AI adoption doubles in EU, but only few countries are driving the growth
Despite an overall increase in AI adoption, the EU-wide average remains low when compared globally, particularly against the United States and China. Denmark consistently emerged as the EU leader in enterprise AI uptake, with 2024 adoption rates reaching 27.6%, followed by Belgium, Sweden, and Finland. In contrast, Romania, Poland, and Bulgaria posted persistently low rates, all below 7%.

A new data-driven analysis has exposed growing disparities in artificial intelligence (AI) adoption across European Union member states, revealing a continent divided between digital frontrunners and lagging economies. Published in Economies under the title "Artificial Intelligence Adoption in the European Union: A Data-Driven Cluster Analysis (2021–2024)", the study provides the most comprehensive enterprise-level investigation to date into how AI technologies are spreading, which barriers persist, and how national strategies are shaping outcomes.
Drawing on Eurostat’s ICT usage surveys from 2021 to 2024, the research uses principal component analysis (PCA) and K-means clustering to quantify adoption typologies, identify technological specialization, and track divergence among EU states. While AI adoption by enterprises nearly doubled in this period, rising from 7% to 13%, progress remains uneven, with many countries struggling to keep pace amid skills shortages, rising costs, and regulatory uncertainty.
How has AI adoption progressed across the EU and which countries are leading?
Despite an overall increase in AI adoption, the EU-wide average remains low when compared globally, particularly against the United States and China. Denmark consistently emerged as the EU leader in enterprise AI uptake, with 2024 adoption rates reaching 27.6%, followed by Belgium, Sweden, and Finland. In contrast, Romania, Poland, and Bulgaria posted persistently low rates, all below 7%.
Early in the observed period, enterprises gravitated towards process automation, machine learning, and text mining.
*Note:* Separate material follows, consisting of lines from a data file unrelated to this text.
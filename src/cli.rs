//! Command-line interface definitions and argument parsing

use std::path::PathBuf;

use clap::Parser;

use crate::pipeline::PipelineConfig;
use crate::scale::DegeneratePolicy;

/// Predict Titanic passenger survival with a grid-searched KNN classifier
#[derive(Parser, Debug)]
#[command(author, version, about, long_about = None)]
pub struct Args {
    /// Path to the input CSV file
    #[arg(short, long, default_value = "tested.csv")]
    pub input: PathBuf,

    /// Output path for the confusion matrix heatmap
    #[arg(short, long, default_value = "confusion_matrix.png")]
    pub output: PathBuf,

    /// Seed for the train/test shuffle
    #[arg(long, default_value = "42")]
    pub seed: u64,

    /// Fraction of rows held out for testing
    #[arg(long, default_value = "0.25")]
    pub test_size: f64,

    /// Number of cross-validation folds
    #[arg(long, default_value = "5")]
    pub folds: usize,

    /// Largest neighbour count tried by the grid search
    #[arg(long, default_value = "20")]
    pub max_neighbors: usize,

    /// Fail instead of warning when a feature is constant on the training rows
    #[arg(long)]
    pub strict_scaling: bool,

    /// Skip rendering the heatmap
    #[arg(long)]
    pub no_plot: bool,

    /// Enable debug logging
    #[arg(short, long)]
    pub verbose: bool,
}

impl Args {
    /// Convert the parsed flags into a pipeline configuration
    pub fn to_config(&self) -> PipelineConfig {
        PipelineConfig {
            input: self.input.clone(),
            output: (!self.no_plot).then(|| self.output.clone()),
            seed: self.seed,
            test_ratio: self.test_size,
            folds: self.folds,
            max_neighbors: self.max_neighbors,
            degenerate_policy: if self.strict_scaling {
                DegeneratePolicy::Strict
            } else {
                DegeneratePolicy::Lenient
            },
        }
    }
}
//! Seeded train/test partitioning

use linfa::Dataset;
use ndarray::Axis;
use rand::rngs::StdRng;
use rand::seq::SliceRandom;
use rand::SeedableRng;
use tracing::info;

use crate::data::{FeatureTable, Labelled};
use crate::error::{PipelineError, Result};

/// Disjoint training and test partitions of a [`FeatureTable`]
#[derive(Debug, Clone)]
pub struct TrainTestSplit {
    /// Training rows and labels
    pub train: Labelled,
    /// Held-out rows and labels
    pub test: Labelled,
    /// Source row index of every training row
    pub train_indices: Vec<usize>,
    /// Source row index of every test row
    pub test_indices: Vec<usize>,
}

/// Shuffle rows with a seeded RNG and hold out `ceil(test_ratio * n)` of them.
///
/// No stratification is applied, so the label balance of each partition is
/// whatever the shuffle produces. The same table and seed always produce the
/// same partition.
pub fn train_test_split(table: &FeatureTable, test_ratio: f64, seed: u64) -> Result<TrainTestSplit> {
    if !(test_ratio > 0.0 && test_ratio < 1.0) {
        return Err(PipelineError::invalid_parameter(format!(
            "test ratio must be in (0, 1), got {test_ratio}"
        )));
    }

    let n_samples = table.len();
    let n_test = (test_ratio * n_samples as f64).ceil() as usize;
    if n_test == 0 || n_test >= n_samples {
        return Err(PipelineError::insufficient_data(2, n_samples));
    }

    let mut indices: Vec<usize> = (0..n_samples).collect();
    let mut rng = StdRng::seed_from_u64(seed);
    indices.shuffle(&mut rng);

    let test_indices = indices[..n_test].to_vec();
    let train_indices = indices[n_test..].to_vec();

    let train = subset(table, &train_indices);
    let test = subset(table, &test_indices);

    info!(train = train_indices.len(), test = test_indices.len(), seed, "split data");

    Ok(TrainTestSplit {
        train,
        test,
        train_indices,
        test_indices,
    })
}

fn subset(table: &FeatureTable, indices: &[usize]) -> Labelled {
    Dataset::new(
        table.features.select(Axis(0), indices),
        table.target.select(Axis(0), indices),
    )
}
//! Exhaustive cross-validated hyperparameter search for the KNN classifier

use std::time::Instant;

use rayon::prelude::*;
use tracing::{debug, info};

use crate::data::Labelled;
use crate::error::{PipelineError, Result};
use crate::model::{KnnClassifier, KnnConfig, Metric, Weighting};

/// Search space for [`tune_knn`]
#[derive(Debug, Clone, PartialEq, Eq)]
pub struct ParamGrid {
    pub metrics: Vec<Metric>,
    /// Inclusive upper bound; neighbour counts run from 1
    pub max_neighbors: usize,
    pub weightings: Vec<Weighting>,
}

impl Default for ParamGrid {
    fn default() -> Self {
        Self {
            metrics: Metric::ALL.to_vec(),
            max_neighbors: 20,
            weightings: Weighting::ALL.to_vec(),
        }
    }
}

impl ParamGrid {
    pub fn with_max_neighbors(mut self, max_neighbors: usize) -> Self {
        self.max_neighbors = max_neighbors;
        self
    }

    /// All configurations, metric-major, then neighbour count, then weighting.
    pub fn configurations(&self) -> Vec<KnnConfig> {
        let mut configs = Vec::with_capacity(self.len());
        for &metric in &self.metrics {
            for n_neighbors in 1..=self.max_neighbors {
                for &weighting in &self.weightings {
                    configs.push(KnnConfig {
                        metric,
                        n_neighbors,
                        weighting,
                    });
                }
            }
        }
        configs
    }

    pub fn len(&self) -> usize {
        self.metrics.len() * self.max_neighbors * self.weightings.len()
    }

    pub fn is_empty(&self) -> bool {
        self.len() == 0
    }
}

/// Cross-validation outcome for one configuration
#[derive(Debug, Clone, PartialEq)]
pub struct Trial {
    pub config: KnnConfig,
    /// Accuracy per fold; `None` when the configuration could not be scored
    pub fold_scores: Option<Vec<f64>>,
}

impl Trial {
    pub fn mean_score(&self) -> Option<f64> {
        self.fold_scores
            .as_ref()
            .filter(|scores| !scores.is_empty())
            .map(|scores| scores.iter().sum::<f64>() / scores.len() as f64)
    }
}

/// Result of the grid search
#[derive(Debug, Clone)]
pub struct TuningReport {
    /// Winning configuration fitted on the full training partition
    pub model: KnnClassifier,
    pub best_config: KnnConfig,
    pub best_score: f64,
    /// Every trial in enumeration order
    pub trials: Vec<Trial>,
}

impl TuningReport {
    /// Number of configurations that produced a score
    pub fn scored_trials(&self) -> usize {
        self.trials.iter().filter(|t| t.fold_scores.is_some()).count()
    }
}

/// Score every configuration of `grid` by `folds`-fold cross-validated
/// accuracy on `train` and refit the best one on all of `train`.
///
/// Folds are contiguous and unstratified; the `n % folds` trailing rows
/// always stay on the training side. Trials run in parallel. Configurations
/// with more neighbours than a fold has training rows are skipped. Ties keep
/// the configuration enumerated first.
pub fn tune_knn(train: &Labelled, grid: &ParamGrid, folds: usize) -> Result<TuningReport> {
    if folds < 2 {
        return Err(PipelineError::invalid_parameter(format!(
            "cross-validation needs at least 2 folds, got {folds}"
        )));
    }
    let n_samples = train.records.nrows();
    if n_samples < folds {
        return Err(PipelineError::insufficient_data(folds, n_samples));
    }
    if grid.is_empty() {
        return Err(PipelineError::invalid_parameter("parameter grid is empty"));
    }

    let start = Instant::now();
    let fold_sets = train.fold(folds);
    let configs = grid.configurations();

    let trials: Vec<Trial> = configs
        .into_par_iter()
        .map(|config| Trial {
            config,
            fold_scores: cross_validate(config, &fold_sets),
        })
        .collect();

    let mut best: Option<(KnnConfig, f64)> = None;
    for trial in &trials {
        match trial.mean_score() {
            Some(score) => {
                if best.map_or(true, |(_, best_score)| score > best_score) {
                    best = Some((trial.config, score));
                }
            }
            None => debug!(config = %trial.config, "configuration skipped"),
        }
    }

    let (best_config, best_score) = best.ok_or(PipelineError::NoViableConfiguration)?;
    let model = KnnClassifier::fit(best_config, train)?;

    info!(
        config = %best_config,
        score = best_score,
        trials = trials.len(),
        elapsed_ms = start.elapsed().as_millis() as u64,
        "grid search complete"
    );

    Ok(TuningReport {
        model,
        best_config,
        best_score,
        trials,
    })
}

/// Accuracy of `config` on each validation fold, or `None` if any fold fails.
fn cross_validate(
    config: KnnConfig,
    fold_sets: &[(Labelled, Labelled)],
) -> Option<Vec<f64>> {
    fold_sets
        .iter()
        .map(|(train, valid)| {
            KnnClassifier::fit(config, train)
                .and_then(|model| model.score(valid))
                .ok()
        })
        .collect()
}
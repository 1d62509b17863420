//! End-to-end survival pipeline: load, preprocess, split, scale, tune,
//! evaluate and report.

use std::path::PathBuf;
use std::time::Instant;

use linfa::Dataset;
use tracing::{debug, info};

use crate::data::{load_passengers, preprocess};
use crate::error::{PipelineError, Result};
use crate::eval::{evaluate, Evaluation};
use crate::model::KnnConfig;
use crate::scale::{DegeneratePolicy, MinMaxScaler};
use crate::split::train_test_split;
use crate::tune::{tune_knn, ParamGrid};
use crate::viz;

/// Settings for a pipeline run
#[derive(Debug, Clone, PartialEq)]
pub struct PipelineConfig {
    /// Passenger CSV
    pub input: PathBuf,
    /// Heatmap destination; `None` skips rendering
    pub output: Option<PathBuf>,
    /// Seed for the train/test shuffle
    pub seed: u64,
    /// Fraction of rows held out for testing
    pub test_ratio: f64,
    /// Cross-validation folds
    pub folds: usize,
    /// Largest neighbour count in the grid
    pub max_neighbors: usize,
    pub degenerate_policy: DegeneratePolicy,
}

impl Default for PipelineConfig {
    fn default() -> Self {
        Self {
            input: PathBuf::from("tested.csv"),
            output: Some(PathBuf::from("confusion_matrix.png")),
            seed: 42,
            test_ratio: 0.25,
            folds: 5,
            max_neighbors: 20,
            degenerate_policy: DegeneratePolicy::Lenient,
        }
    }
}

impl PipelineConfig {
    /// Reject out-of-range settings before any work is done
    pub fn validate(&self) -> Result<()> {
        if !(self.test_ratio > 0.0 && self.test_ratio < 1.0) {
            return Err(PipelineError::invalid_parameter(format!(
                "test size must be in (0, 1), got {}",
                self.test_ratio
            )));
        }
        if self.folds < 2 {
            return Err(PipelineError::invalid_parameter(format!(
                "folds must be at least 2, got {}",
                self.folds
            )));
        }
        if self.max_neighbors == 0 {
            return Err(PipelineError::invalid_parameter("max neighbors must be at least 1"));
        }
        Ok(())
    }
}

/// Summary of a completed run
#[derive(Debug, Clone)]
pub struct PipelineOutcome {
    pub n_passengers: usize,
    pub n_train: usize,
    pub n_test: usize,
    pub best_config: KnnConfig,
    /// Mean cross-validated accuracy of `best_config`
    pub cv_score: f64,
    /// Configurations that produced a cross-validation score
    pub scored_trials: usize,
    pub evaluation: Evaluation,
    /// Whether the heatmap was written
    pub heatmap_written: bool,
}

/// Run every stage in order and report the test metrics.
///
/// Data problems abort the run with an error; a failed heatmap render only
/// clears [`PipelineOutcome::heatmap_written`].
pub fn run(config: &PipelineConfig) -> Result<PipelineOutcome> {
    config.validate()?;
    let start = Instant::now();

    let raw = load_passengers(&config.input)?;
    let table = preprocess(&raw)?;
    let split = train_test_split(&table, config.test_ratio, config.seed)?;

    let (scaler, train_records) =
        MinMaxScaler::fit_transform(&split.train.records, &table.feature_names, config.degenerate_policy)?;
    let test_records = scaler.transform(&split.test.records)?;
    debug!(min = ?scaler.data_min(), max = ?scaler.data_max(), "fitted min-max scaler");

    let train = Dataset::new(train_records, split.train.targets.clone());
    let test = Dataset::new(test_records, split.test.targets.clone());

    let grid = ParamGrid::default().with_max_neighbors(config.max_neighbors);
    let tuning = tune_knn(&train, &grid, config.folds)?;
    info!(config = %tuning.best_config, cv_accuracy = tuning.best_score, "selected model");

    let evaluation = evaluate(&tuning.model, &test)?;
    let heatmap_written = viz::report(&evaluation, config.output.as_deref());

    info!(elapsed_ms = start.elapsed().as_millis() as u64, "pipeline complete");

    Ok(PipelineOutcome {
        n_passengers: table.len(),
        n_train: train.records.nrows(),
        n_test: test.records.nrows(),
        best_config: tuning.best_config,
        cv_score: tuning.best_score,
        scored_trials: tuning.scored_trials(),
        evaluation,
        heatmap_written,
    })
}
//! Passenger loading and feature engineering using Polars

use std::path::Path;

use linfa::Dataset;
use ndarray::{Array1, Array2, ArrayView1, Ix1};
use polars::prelude::*;
use tracing::{debug, info, warn};

use crate::error::{PipelineError, Result};

/// Columns the input CSV must provide.
pub const REQUIRED_COLUMNS: [&str; 12] = [
    "PassengerId",
    "Survived",
    "Pclass",
    "Name",
    "Sex",
    "Age",
    "SibSp",
    "Parch",
    "Ticket",
    "Fare",
    "Cabin",
    "Embarked",
];

/// Feature columns in the order they appear in [`FeatureTable::features`].
pub const FEATURE_NAMES: [&str; 6] = ["Pclass", "Sex", "FamilySize", "IsAlone", "FareBin", "AgeBin"];

/// Upper edges of the fixed age bins; anything above the last edge is the final bin.
pub const AGE_BIN_EDGES: [f64; 4] = [12.0, 20.0, 40.0, 60.0];

/// Number of equal-population fare bins.
pub const FARE_QUANTILE_BINS: usize = 4;

/// Feature rows with one survival label each
pub type Labelled = Dataset<f64, usize, Ix1>;

/// Fully preprocessed passenger data
#[derive(Debug, Clone)]
pub struct FeatureTable {
    /// Names of the feature columns, matching `features` column order
    pub feature_names: Vec<String>,
    /// Feature matrix (n_passengers, 6); contains no missing values
    pub features: Array2<f64>,
    /// Survival label per passenger (0 or 1)
    pub target: Array1<usize>,
}

impl FeatureTable {
    /// Number of passengers
    pub fn len(&self) -> usize {
        self.features.nrows()
    }

    /// Whether the table holds no passengers
    pub fn is_empty(&self) -> bool {
        self.features.nrows() == 0
    }

    /// View a feature column by name
    pub fn column(&self, name: &str) -> Option<ArrayView1<'_, f64>> {
        self.feature_names
            .iter()
            .position(|n| n == name)
            .map(|idx| self.features.column(idx))
    }
}

/// Load the passenger CSV into a DataFrame and verify its schema.
///
/// # Arguments
/// * `path` - Path to the CSV file; empty fields are read as nulls
///
/// # Errors
/// * `MissingFile` if the file cannot be opened
/// * `Schema` if any of [`REQUIRED_COLUMNS`] is absent
/// * `InsufficientData` if the file has no data rows
pub fn load_passengers(path: impl AsRef<Path>) -> Result<DataFrame> {
    let path = path.as_ref();
    std::fs::File::open(path).map_err(|source| PipelineError::MissingFile {
        path: path.to_path_buf(),
        source,
    })?;

    let df = LazyCsvReader::new(path)
        .with_has_header(true)
        .with_infer_schema_length(Some(10000))
        .finish()?
        .collect()?;

    for column in REQUIRED_COLUMNS {
        if df.get_column_index(column).is_none() {
            return Err(PipelineError::Schema {
                column: column.to_string(),
            });
        }
    }

    if df.height() == 0 {
        return Err(PipelineError::insufficient_data(1, 0));
    }

    info!(rows = df.height(), path = %path.display(), "loaded passenger data");
    Ok(df)
}

/// Clean the raw passenger table and derive the model features.
///
/// The input frame is left untouched. Missing ages are filled with the
/// median age of the passenger's class, sex is encoded as male=1/female=0,
/// family size and an is-alone flag are derived, and fare and age are
/// replaced by bin indices.
pub fn preprocess(raw: &DataFrame) -> Result<FeatureTable> {
    validate_sex(raw)?;

    let df = raw
        .clone()
        .lazy()
        .with_columns([
            // Filled for completeness only; the column is not selected below
            col("Embarked").fill_null(lit("S")),
            col("Pclass").cast(DataType::Float64),
            col("Age").cast(DataType::Float64),
            col("Fare").cast(DataType::Float64),
            col("SibSp").cast(DataType::Float64),
            col("Parch").cast(DataType::Float64),
        ])
        .with_columns([
            col("Age")
                .fill_null(col("Age").median().over([col("Pclass")]))
                .fill_null(col("Age").median()),
            col("Fare").fill_null(col("Fare").median()),
            when(col("Sex").eq(lit("male")))
                .then(lit(1.0))
                .otherwise(lit(0.0))
                .alias("Sex"),
            (col("SibSp") + col("Parch")).alias("FamilySize"),
        ])
        .with_columns([col("FamilySize")
            .eq(lit(0.0))
            .cast(DataType::Float64)
            .alias("IsAlone")])
        .select([
            col("Survived"),
            col("Pclass"),
            col("Sex"),
            col("FamilySize"),
            col("IsAlone"),
            col("Fare"),
            col("Age"),
        ])
        .collect()?;

    let target = survival_labels(&df)?;
    let pclass = float_column(&df, "Pclass")?;
    let sex = float_column(&df, "Sex")?;
    let family_size = float_column(&df, "FamilySize")?;
    let is_alone = float_column(&df, "IsAlone")?;
    let fare = float_column(&df, "Fare")?;
    let age = float_column(&df, "Age")?;

    let fare_edges = fare_quantile_edges(&df)?;
    let fare_bin: Vec<f64> = fare
        .iter()
        .map(|&f| bin_by_edges(f, &fare_edges) as f64)
        .collect();
    let age_bin: Vec<f64> = age.iter().map(|&a| age_bin(a) as f64).collect();

    let columns = [pclass, sex, family_size, is_alone, fare_bin, age_bin];
    let features = Array2::from_shape_fn((df.height(), FEATURE_NAMES.len()), |(i, j)| columns[j][i]);

    debug!(edges = ?fare_edges, "fare quantile edges");
    info!(rows = features.nrows(), features = features.ncols(), "preprocessing complete");

    Ok(FeatureTable {
        feature_names: FEATURE_NAMES.iter().map(|s| s.to_string()).collect(),
        features,
        target,
    })
}

/// Map an age to its bin: (0,12] -> 0, (12,20] -> 1, (20,40] -> 2,
/// (40,60] -> 3, above 60 -> 4. Non-positive ages fall in the first bin.
pub fn age_bin(age: f64) -> usize {
    AGE_BIN_EDGES.partition_point(|&edge| edge < age)
}

/// Index of the right-closed bin holding `value`, with the lowest edge
/// included in the first bin. Values outside the edges are clamped.
pub fn bin_by_edges(value: f64, edges: &[f64]) -> usize {
    if edges.len() < 2 {
        return 0;
    }
    let position = edges.partition_point(|&edge| edge < value);
    position.clamp(1, edges.len() - 1) - 1
}

/// Linear-interpolated quantile edges splitting the fare column into
/// [`FARE_QUANTILE_BINS`] equal-population bins. Duplicate edges are
/// collapsed, which yields fewer bins.
fn fare_quantile_edges(df: &DataFrame) -> Result<Vec<f64>> {
    let fare = df.column("Fare")?.as_materialized_series().f64()?.clone();

    let mut edges = Vec::with_capacity(FARE_QUANTILE_BINS + 1);
    for i in 0..=FARE_QUANTILE_BINS {
        let q = i as f64 / FARE_QUANTILE_BINS as f64;
        let edge = fare
            .quantile(q, QuantileMethod::Linear)?
            .ok_or_else(|| PipelineError::MissingValue {
                column: "Fare".to_string(),
                row: 0,
            })?;
        edges.push(edge);
    }

    let before = edges.len();
    edges.dedup();
    if edges.len() < before {
        warn!(bins = edges.len().saturating_sub(1), "duplicate fare quantile edges collapsed");
    }

    Ok(edges)
}

/// Reject any sex value other than "male" or "female", including nulls.
fn validate_sex(df: &DataFrame) -> Result<()> {
    let sex = df
        .column("Sex")?
        .as_materialized_series()
        .cast(&DataType::String)?;

    for value in sex.str()?.into_iter() {
        match value {
            Some("male") | Some("female") => {}
            Some(other) => return Err(PipelineError::invalid_category("Sex", other)),
            None => return Err(PipelineError::invalid_category("Sex", "<null>")),
        }
    }

    Ok(())
}

/// Extract the survival labels, which must all be 0 or 1.
fn survival_labels(df: &DataFrame) -> Result<Array1<usize>> {
    float_column(df, "Survived")?
        .into_iter()
        .map(|value| {
            if value == 0.0 {
                Ok(0)
            } else if value == 1.0 {
                Ok(1)
            } else {
                Err(PipelineError::invalid_category("Survived", value.to_string()))
            }
        })
        .collect()
}

/// Extract a column as f64 values, failing on the first null.
fn float_column(df: &DataFrame, name: &str) -> Result<Vec<f64>> {
    let series = df
        .column(name)?
        .as_materialized_series()
        .cast(&DataType::Float64)?;

    series
        .f64()?
        .into_iter()
        .enumerate()
        .map(|(row, value)| {
            value.ok_or_else(|| PipelineError::MissingValue {
                column: name.to_string(),
                row,
            })
        })
        .collect()
}
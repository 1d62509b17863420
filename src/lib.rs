//! titanic-knn: Titanic survival prediction with a K-Nearest-Neighbors classifier
//!
//! This library loads passenger data, engineers features, scales them on the
//! training partition, grid-searches KNN hyperparameters with cross-validation
//! and reports test accuracy alongside a confusion-matrix heatmap.

pub mod cli;
pub mod data;
pub mod error;
pub mod eval;
pub mod logging;
pub mod model;
pub mod pipeline;
pub mod scale;
pub mod split;
pub mod tune;
pub mod viz;

// Re-export public items for easier access
pub use cli::Args;
pub use data::{load_passengers, preprocess, FeatureTable, Labelled};
pub use error::{PipelineError, Result};
pub use eval::{evaluate, ConfusionMatrix, Evaluation};
pub use model::{KnnClassifier, KnnConfig, Metric, Weighting};
pub use pipeline::{run, PipelineConfig, PipelineOutcome};
pub use scale::{DegeneratePolicy, MinMaxScaler};
pub use split::{train_test_split, TrainTestSplit};
pub use tune::{tune_knn, ParamGrid, TuningReport};
mod credential;
mod farm;
mod page;
mod request;
mod user;

pub use credential::*;
pub use farm::*;
pub use page::*;
pub use request::*;
pub use user::*;
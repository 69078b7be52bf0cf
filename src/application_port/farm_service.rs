use crate::application_port::ApiError;
use crate::domain_model::*;

#[async_trait::async_trait]
pub trait FarmService: Send + Sync {
    async fn list_farms(&self) -> Result<Vec<Farm>, ApiError>;
    async fn get_farm(&self, id: FarmId) -> Result<Farm, ApiError>;
    async fn create_farm(&self, payload: FarmPayload) -> Result<Farm, ApiError>;
    async fn update_farm(&self, id: FarmId, patch: FarmPatch) -> Result<Farm, ApiError>;
    async fn delete_farm(&self, id: FarmId) -> Result<(), ApiError>;

    async fn list_fields(&self, farm: FarmId) -> Result<Vec<Field>, ApiError>;
    async fn create_field(&self, farm: FarmId, payload: FieldPayload) -> Result<Field, ApiError>;

    async fn list_activities(&self, field: FieldId) -> Result<Vec<Activity>, ApiError>;
    async fn create_activity(
        &self,
        field: FieldId,
        payload: ActivityPayload,
    ) -> Result<Activity, ApiError>;
}
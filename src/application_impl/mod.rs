mod auth_service_fake;
mod auth_service_impl;
mod auth_state;
mod farm_service_impl;

pub use auth_service_fake::*;
pub use auth_service_impl::*;
pub use auth_state::*;
pub use farm_service_impl::*;
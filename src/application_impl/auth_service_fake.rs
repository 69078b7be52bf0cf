use crate::application_port::*;
use crate::domain_model::*;
use crate::domain_port::TokenStore;
use std::sync::{Arc, Mutex};

/// Offline stand-in for the backend's auth endpoints.
///
/// Any password logs in; the profile is derived from the e-mail address.
/// Tokens are `fake-access-token:<email>` / `fake-refresh-token:<email>` and
/// land in the token store like real ones. The backend does not accept them,
/// so farm endpoints still need the `real` auth backend.
pub struct FakeAuthService {
    token_store: Arc<dyn TokenStore>,
    signed_in: Mutex<Option<UserProfile>>,
}

impl FakeAuthService {
    pub fn new(token_store: Arc<dyn TokenStore>) -> Self {
        Self {
            token_store,
            signed_in: Mutex::new(None),
        }
    }
}

#[async_trait::async_trait]
impl AuthService for FakeAuthService {
    async fn login(&self, request: LoginInput) -> Result<AuthResult, ApiError> {
        let user = get_fake_user(&request.email, None);
        if let Ok(mut slot) = self.signed_in.lock() {
            *slot = Some(user.clone());
        }
        let access = format!("fake-access-token:{}", request.email);
        let refresh = format!("fake-refresh-token:{}", request.email);
        self.token_store.set(CredentialKind::Access, &access);
        self.token_store.set(CredentialKind::Refresh, &refresh);
        Ok(AuthResult {
            access: AccessToken(access),
            refresh: RefreshToken(refresh),
            user,
        })
    }

    async fn register(&self, request: RegisterInput) -> Result<UserProfile, ApiError> {
        if request.password != request.confirm_password {
            return Err(ApiError::Request {
                status: Some(reqwest::StatusCode::BAD_REQUEST),
                message: "Passwords do not match.".to_string(),
            });
        }
        let mut user = get_fake_user(&request.email, request.role);
        if let Some(first_name) = request.first_name {
            user.first_name = first_name;
        }
        if let Some(last_name) = request.last_name {
            user.last_name = last_name;
        }
        user.phone_number = request.phone_number;
        Ok(user)
    }

    async fn logout(&self) -> Result<(), ApiError> {
        self.token_store.clear(None);
        if let Ok(mut slot) = self.signed_in.lock() {
            *slot = None;
        }
        Ok(())
    }

    async fn current_user(&self) -> Result<UserProfile, ApiError> {
        self.signed_in
            .lock()
            .ok()
            .and_then(|slot| slot.clone())
            .ok_or(ApiError::SessionExpired)
    }

    async fn reset_password(&self, email: &str) -> Result<ResetPasswordResult, ApiError> {
        Ok(ResetPasswordResult {
            detail: format!("Password reset e-mail has been sent to {}.", email),
        })
    }
}

fn get_fake_user(email: &str, role: Option<Role>) -> UserProfile {
    let id = email
        .bytes()
        .fold(0i64, |acc, b| (acc * 31 + b as i64) % 1_000_000);
    let local = email.split('@').next().unwrap_or(email);
    UserProfile {
        id,
        email: email.to_string(),
        first_name: local.to_string(),
        last_name: String::new(),
        phone_number: None,
        role: role.unwrap_or(Role::Farmer),
    }
}

#[cfg(test)]
mod tests {
    use super::*;
    use crate::infra_store::MemoryTokenStore;

    #[tokio::test]
    async fn login_then_logout() {
        let store = Arc::new(MemoryTokenStore::new());
        let service = FakeAuthService::new(store.clone());
        assert_eq!(service.current_user().await.unwrap_err(), ApiError::SessionExpired);

        let result = service
            .login(LoginInput {
                email: "ada@example.com".to_string(),
                password: "anything".to_string(),
            })
            .await
            .unwrap();
        assert_eq!(result.access.0, "fake-access-token:ada@example.com");
        assert_eq!(service.current_user().await.unwrap(), result.user);
        assert_eq!(
            store.get(CredentialKind::Access).as_deref(),
            Some("fake-access-token:ada@example.com")
        );
        assert_eq!(
            store.get(CredentialKind::Refresh).as_deref(),
            Some("fake-refresh-token:ada@example.com")
        );

        service.logout().await.unwrap();
        assert!(service.current_user().await.is_err());
        assert_eq!(store.token_pair(), TokenPair::default());
    }
}
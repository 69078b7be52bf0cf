mod snapshot_store;
mod token_store;
mod transport;

pub use snapshot_store::*;
pub use token_store::*;
pub use transport::*;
However, the debut of generative models such as ChatGPT in 2022 triggered a surge in interest in natural language generation (NLG), which became the most adopted AI subtype by 2024. Other growing categories include speech recognition and workflow automation, particularly among digitally mature economies.
Cluster analysis over time revealed a narrowing divide in strategic AI priorities. By 2024, three dominant adoption clusters had emerged: countries with high, diversified AI use; those specialized in narrow applications such as image recognition; and those with systematically low adoption. Denmark, Belgium, and the Netherlands formed the core of the high-adoption cluster, while countries like Malta and Slovenia displayed strong specialization in limited AI domains.
What are the key barriers preventing broader AI integration?
The study highlights that adoption barriers have shifted over time but remain stubbornly entrenched. The most consistently cited hurdle across all years was a lack of relevant expertise, reported by 7.1% of enterprises in 2024. Cost-related challenges climbed sharply in significance, particularly among small and medium-sized enterprises. Other persistent obstacles included poor data quality, legal ambiguity, and concerns over privacy and data protection.
Regulatory clarity also plays a pivotal role. In the wake of the EU’s AI Act, enterprises continue to struggle with implementation uncertainty. While some countries, particularly those in the high-adoption cluster, have begun to develop internal capabilities, a majority still rely heavily on externally developed AI solutions. In 2024, 84% of AI-using enterprises depended on commercial or open-source tools, underscoring a deep dependency that may expose the region to external strategic vulnerabilities.
Bias management in AI tools remains inconsistent. Enterprises in Belgium, Denmark, and Malta showed greater attention to bias checking, especially for AI models modified internally or sourced from open platforms. However, many others reported lower vigilance, particularly where AI was deployed in ready-made commercial form.
How should EU policymakers respond to a fragmenting AI landscape?
The study concludes with a series of policy recommendations based on the identified clusters of AI adoption. For digital leaders like Denmark and Finland, the focus should now shift to enhancing R&D, supporting small business adoption, and refining ethical frameworks. Countries in this group are urged to create regulatory sandboxes and data-sharing platforms that reinforce trust and facilitate innovation.
Lagging countries such as Romania, Bulgaria, and Poland, on the other hand, require foundational investments in digital infrastructure, specialized workforce training, and access to AI development tools. Tailored national AI strategies with clearly defined goals and measurable milestones are essential. The authors stress the importance of using EU funding instruments to bridge the AI gap through incentives, pilot projects, and public sector deployments that demonstrate tangible benefits.
Meanwhile, niche-focused adopters like Malta and Slovenia are encouraged to leverage their specialization by creating centers of excellence in their dominant AI verticals. These countries should also broaden their application scope through targeted education, regulatory flexibility, and cross-border partnerships.
Importantly, the study warns against a one-size-fits-all policy model. The depth of divergence in adoption patterns, both in terms of technology and purpose, demands differentiated strategies. Uniform mandates risk exacerbating inequalities rather than reducing them.